ROSE: RADICAL Orchestrator for Surrogate Exploration is a Python framework designed for concurrent and adaptive execution of ML learning workflows on high-performance computing (HPC) resources. It empowers scientists and engineers to develop active learning (AL) and reinforcement learning (RL) via a pre-defined Learning Policies for scientific discovery.

IMPRESS

IMPRESS: Integrated Machine-learning for PRotEin Structures at Scale is a high-performance computational framework designed to enable the inverse design of proteins using advanced foundation models such as AlphaFold and ESM2. It leverages a closed-loop design process that integrates structure prediction, sequence optimization, and machine learning-based analysis.

DeepDriveMD

DeepDriveMD: Deep-Learning Driven Adaptive Molecular Simulations (DDMD) is a Python framework for orchestrating AI-steered molecular dynamics (MD) simulations on HPC systems.

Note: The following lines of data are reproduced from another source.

//! This module exports a minimal message-passing API, which is encapsulated
//! by a `Communicator` trait. Implementors only need to write point-to-point
//! `send` and `receive` operations for a given transport layer: channels
//! between threads (`local`) or MPI (`mpi_comm`, behind the `mpi` feature).
//! The trait then provides default implementations for send-receive,
//! broadcast, reduce, and reduce-all operations.
//!

pub mod comm;
pub mod local;
#[cfg(feature = "mpi")]
pub mod mpi_comm;
pub mod util;

pub use comm::Communicator;
pub use local::{spawn_group, LocalCommunicator};
#[cfg(feature = "mpi")]
pub use mpi_comm::MpiCommunicator;
use log::info;
use mpi::point_to_point::{send_receive_into_with_tags, Destination, Source};
use mpi::topology::{CartesianCommunicator, SimpleCommunicator};
use mpi::traits::Communicator as _;

use super::comm::{Communicator, Tag};
use crate::coord::{Coord2D, Shape2D};
use crate::error::Error;

enum Handle {
    World(SimpleCommunicator),
    Cartesian(CartesianCommunicator),
}

macro_rules! with_comm {
    ($handle:expr, $comm:ident => $body:expr) => {
        match $handle {
            Handle::World($comm) => $body,
            Handle::Cartesian($comm) => $body,
        }
    };
}

/// A communicator backed by MPI. MPI reports its own errors by aborting the
/// job (the default `MPI_ERRORS_ARE_FATAL` handler), so the point-to-point
/// operations here only fail on arguments MPI cannot represent.
///
pub struct MpiCommunicator {
    handle: Handle,
}

impl MpiCommunicator {
    /// Wrap the world communicator of an initialized MPI universe.
    pub fn world(universe: &mpi::environment::Universe) -> Self {
        Self {
            handle: Handle::World(universe.world()),
        }
    }

    /// Terminate every process of the job with the given error code.
    pub fn abort(&self, code: i32) -> ! {
        with_comm!(&self.handle, comm => comm.abort(code))
    }

    fn mpi_rank(rank: usize) -> Result<mpi::Rank, Error> {
        mpi::Rank::try_from(rank)
            .map_err(|_| Error::Communication(format!("rank {} exceeds the MPI rank range", rank)))
    }
}

impl Communicator for MpiCommunicator {
    fn rank(&self) -> usize {
        with_comm!(&self.handle, comm => comm.rank() as usize)
    }

    fn size(&self) -> usize {
        with_comm!(&self.handle, comm => comm.size() as usize)
    }

    fn send(&self, rank: usize, tag: Tag, message: &[f64]) -> Result<(), Error> {
        let rank = Self::mpi_rank(rank)?;
        with_comm!(&self.handle, comm => comm.process_at_rank(rank).send_with_tag(message, tag));
        Ok(())
    }

    fn receive(&self, rank: usize, tag: Tag) -> Result<Vec<f64>, Error> {
        let rank = Self::mpi_rank(rank)?;
        let (data, _status) = with_comm!(&self.handle, comm => {
            comm.process_at_rank(rank).receive_vec_with_tag::<f64>(tag)
        });
        Ok(data)
    }

    fn send_receive(
        &self,
        rank: usize,
        tag: Tag,
        message: &[f64],
        buffer: &mut [f64],
    ) -> Result<(), Error> {
        let rank = Self::mpi_rank(rank)?;
        with_comm!(&self.handle, comm => {
            let peer = comm.process_at_rank(rank);
            send_receive_into_with_tags(message, &peer, tag, buffer, &peer, tag);
        });
        Ok(())
    }

    fn coordinates(&self, rank: usize, extents: Shape2D) -> Coord2D {
        match &self.handle {
            Handle::Cartesian(cart) => {
                let coords = cart.rank_to_coordinates(rank as mpi::Rank);
                Coord2D::new(coords[0] as usize, coords[1] as usize)
            }
            Handle::World(_) => Coord2D::new(rank / extents.x(), rank % extents.x()),
        }
    }

    fn rank_at(&self, coord: Coord2D, extents: Shape2D) -> usize {
        match &self.handle {
            Handle::Cartesian(cart) => {
                cart.coordinates_to_rank(&[coord.y() as mpi::Count, coord.x() as mpi::Count]) as usize
            }
            Handle::World(_) => coord.y() * extents.x() + coord.x(),
        }
    }

    fn into_cartesian(self, extents: Shape2D) -> Result<Self, Error> {
        let size = self.size();

        if extents.product() != size {
            return Err(Error::DistributionMismatch { extents, size });
        }
        let dims = [
            mpi::Count::try_from(extents.y()).map_err(|e| Error::Communication(e.to_string()))?,
            mpi::Count::try_from(extents.x()).map_err(|e| Error::Communication(e.to_string()))?,
        ];
        let cart = with_comm!(&self.handle, comm => {
            comm.create_cartesian_communicator(&dims, &[false, false], true)
        });
        let cart = cart.ok_or_else(|| {
            Error::Communication("this process is not part of the cartesian communicator".to_string())
        })?;
        if cart.rank() == 0 {
            info!("created {}x{} cartesian communicator", extents.y(), extents.x());
        }

        Ok(Self {
            handle: Handle::Cartesian(cart),
        })
    }
}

The next generation of DDMD is built on ROSE, it enables concurrent ensembles of MD simulations and AI model training.

Workflow-MiniApp

The Workflow MiniApp framework provides the environment to build compact, self-contained applications that emulate key aspects of larger scientific workflows, enabling researchers to explore, test, and optimize computational tasks without running the full-scale workflow. At the core is wfMiniAPI, an open-source Python and C++ library.